One of the ways to achieve this goal is to reduce emissions from city vehicles and other machinery.
According to a spokesman for the city park office, the workers “tried a range of electrical devices to maintain parks and grounds.”
The devices used include seven backpack blowers, five handheld blowers, three grass trimmers, seven chainsaws and 11 hedge trimmers.
“The overall experience seems positive.
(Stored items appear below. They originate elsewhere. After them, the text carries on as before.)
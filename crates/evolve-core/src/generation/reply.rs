//! Tolerant parsing of generation replies into suggestions.
//!
//! The service is asked for a JSON array but frequently wraps it in prose or
//! a code fence. The span between the first `[` and the last `]` is taken as
//! the answer; each object in it becomes one [`Suggestion`], with defaults for
//! missing fields.

use serde_json::{Map, Value};

use crate::errors::{EvolveError, EvolveResult};
use crate::models::{Goal, Impact, Suggestion};

pub const QUALITY_DEFAULT_TITLE: &str = "Code improvement";
pub const QUALITY_DEFAULT_PRIORITY: u32 = 3;
pub const INSTRUCTION_DEFAULT_PRIORITY: u32 = 1;

/// Field defaults for one reply, chosen by the path that produced it.
#[derive(Clone, Debug, PartialEq)]
pub struct ReplyDefaults {
    pub title: String,
    pub priority: u32,
}

impl ReplyDefaults {
    pub fn for_request(instructions: Option<&str>) -> Self {
        match instructions {
            Some(text) => Self {
                title: format!("Instruction: {}", text.trim()),
                priority: INSTRUCTION_DEFAULT_PRIORITY,
            },
            None => Self {
                title: QUALITY_DEFAULT_TITLE.to_string(),
                priority: QUALITY_DEFAULT_PRIORITY,
            },
        }
    }
}

/// The substring from the first `[` through the last `]`, if both exist in
/// that order.
pub fn bracketed_span(text: &str) -> Option<&str> {
    let start = text.find('[')?;
    let end = text.rfind(']')?;
    (end > start).then(|| &text[start..=end])
}

fn string_field<'a>(object: &'a Map<String, Value>, keys: &[&str]) -> Option<&'a str> {
    keys.iter()
        .filter_map(|key| object.get(*key))
        .find_map(Value::as_str)
        .map(str::trim)
        .filter(|s| !s.is_empty())
}

fn priority_field(value: Option<&Value>) -> Option<u32> {
    let raw = match value? {
        Value::Number(n) => n.as_i64().or_else(|| n.as_f64().map(|f| f.round() as i64))?,
        Value::String(s) => s.trim().parse::<i64>().ok()?,
        _ => return None,
    };
    Some(raw.clamp(1, u32::MAX as i64) as u32)
}

fn impact_field(value: Option<&Value>) -> Impact {
    match value {
        Some(Value::String(label)) => Impact::from_label(label).unwrap_or_default(),
        Some(Value::Number(score)) => score.as_f64().map(Impact::from_score).unwrap_or_default(),
        _ => Impact::default(),
    }
}

fn goals_field(value: Option<&Value>) -> Vec<Goal> {
    let Some(Value::Array(items)) = value else {
        return Vec::new();
    };
    items
        .iter()
        .filter_map(Value::as_str)
        .filter_map(|label| Goal::parse(label).ok())
        .collect()
}

fn to_suggestion(object: &Map<String, Value>, defaults: &ReplyDefaults) -> Suggestion {
    let title = string_field(object, &["title"]).unwrap_or(&defaults.title);
    let description = string_field(object, &["description"]).unwrap_or_default();
    let code_sample = string_field(object, &["code_sample", "code_example", "code"]).unwrap_or_default();
    Suggestion::new(title, description)
        .with_code_sample(code_sample)
        .with_priority(priority_field(object.get("priority")).unwrap_or(defaults.priority))
        .with_impact(impact_field(object.get("impact")))
        .with_goals(goals_field(object.get("goals")))
}

/// Parse reply text into suggestions, in the order the service produced them.
///
/// No bracketed span is a valid empty answer. A span that is not a JSON
/// array is [`EvolveError::MalformedGenerationReply`].
pub fn parse_reply(text: &str, defaults: &ReplyDefaults) -> EvolveResult<Vec<Suggestion>> {
    let Some(span) = bracketed_span(text) else {
        return Ok(Vec::new());
    };
    let items: Vec<Value> = serde_json::from_str(span)
        .map_err(|e| EvolveError::MalformedGenerationReply(e.to_string()))?;
    Ok(items
        .iter()
        .filter_map(Value::as_object)
        .map(|object| to_suggestion(object, defaults))
        .collect())
}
The devices are odorless and significantly quieter, which makes them more suitable for evening work if necessary, ”said the spokeswoman.
“On the other hand, power tools can be heavier, (are) not always able to offer enough battery life for commercial use and (are) more expensive.”
While the tools can be five to ten percent cheaper than their gas counterparts, the acquisition costs for batteries outweigh the costs, according to the city.
“However, anything that reduces or eliminates the noisy, smelly and outgassing devices that are traditionally used is a positive step forward for the environment, the city and its users.”
City workers are also trying out an electric ride-on mower, which is significantly quieter and emission-free, but apparently doesn’t last too long before it has to be recharged.
The city will continue to test the battery-powered devices and keep an eye on the autonomous (driverless) mowers, although this technology “seems even further away given our needs,” the spokesman added.
“General experience shows that technology still has a way to go to make electrical equipment suitable for large-scale commercial operations, but manufacturers are well on their way.
“As demand increases and more and more municipalities and companies commit to reducing greenhouse gas emissions, we should see more robust equipment available.”